In the days before he died, he helped police track down the owner of a stolen car.
A neighbour said at the time of his death: "Whether his children were playing marbles or flying kites, he was always there with them."

The killer: Menzies Reginald John Hallett
Found guilty of murdering Rodney Tahu at a service station in Turangi in 1979.
A Taupo real estate agent at the time, he had been angered at a letter from his estranged wife denying him custody of their children, and later told her his shooting Mr Tahu had been the "flash point" of his frustration.

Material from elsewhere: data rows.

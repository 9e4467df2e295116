//! Core error types for unscroll-core.
//!
//! The engine's event path is infallible by policy -- malformed input is
//! coerced to the conservative state and persistence failures degrade to
//! in-memory operation. These types cover the storage and configuration
//! seams where errors are real and must be reported.

use std::path::PathBuf;
use thiserror::Error;

/// Core error type for unscroll-core.
#[derive(Error, Debug)]
pub enum CoreError {
    /// Database-related errors
    #[error("Database error: {0}")]
    Database(#[from] DatabaseError),

    /// Configuration-related errors
    #[error("Configuration error: {0}")]
    Config(#[from] ConfigError),

    /// Validation errors
    #[error("Validation error: {0}")]
    Validation(#[from] ValidationError),

    /// IO errors
    #[error("IO error: {0}")]
    Io(#[from] std::io::Error),

    /// Serialization/deserialization errors
    #[error("JSON error: {0}")]
    Json(#[from] serde_json::Error),

    /// Generic errors with context
    #[error("{0}")]
    Custom(String),
}

/// Database-specific errors.
#[derive(Error, Debug)]
pub enum DatabaseError {
    /// Failed to open database connection
    #[error("Failed to open database at {path}: {source}")]
    OpenFailed {
        path: PathBuf,
        #[source]
        source: rusqlite::Error,
    },

    /// Query execution failed
    #[error("Query failed: {0}")]
    QueryFailed(String),

    /// Migration failed
    #[error("Database migration failed: {0}")]
    MigrationFailed(String),

    /// Database is locked
    #[error("Database is locked")]
    Locked,

    /// Store cannot be reached at all
    #[error("Store unavailable: {0}")]
    Unavailable(String),
}

/// Configuration-specific errors.
#[derive(Error, Debug)]
pub enum ConfigError {
    /// Failed to load configuration
    #[error("Failed to load configuration from {path}: {message}")]
    LoadFailed { path: PathBuf, message: String },

    /// Failed to save configuration
    #[error("Failed to save configuration to {path}: {message}")]
    SaveFailed { path: PathBuf, message: String },

    /// Invalid configuration value
    #[error("Invalid configuration value for '{key}': {message}")]
    InvalidValue { key: String, message: String },

    /// Failed to parse configuration
    #[error("Failed to parse configuration: {0}")]
    ParseFailed(String),
}

/// Validation errors.
#[derive(Error, Debug)]
pub enum ValidationError {
    /// Invalid time range
    #[error("Invalid time range: end ({end}) must not precede start ({start})")]
    InvalidTimeRange {
        start: chrono::DateTime<chrono::Utc>,
        end: chrono::DateTime<chrono::Utc>,
    },

    /// Invalid value
    #[error("Invalid value for '{field}': {message}")]
    InvalidValue { field: String, message: String },
}

impl From<rusqlite::Error> for DatabaseError {
    fn from(err: rusqlite::Error) -> Self {
        match &err {
            rusqlite::Error::SqliteFailure(err, _msg) => {
                if err.code == rusqlite::ErrorCode::DatabaseLocked {
                    DatabaseError::Locked
                } else {
                    DatabaseError::QueryFailed(err.to_string())
                }
            }
            _ => DatabaseError::QueryFailed(err.to_string()),
        }
    }
}

/// Result type alias for CoreError
pub type Result<T, E = CoreError> = std::result::Result<T, E>;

After escaping conviction for the original murder, he was arrested again after a law change enabled his former wife to give evidence against him.
The 72-year-old pensioner was approached by police in a Rotorua bakery in late 2011 - reportedly while buying a corned-beef sandwich.

The star witness: Susan Sharpe
Menzies Hallett's estranged wife at the time he killed Rodney Tahu, she listened to Hallett give a detailed account of the murder just hours after it happened. But laws at the time meant she could not testify against him, weakening the Crown's unsuccessful original case against Hallett. Reforms to the Evidence Act overturning this led police to reopen the 33-year-old file last year.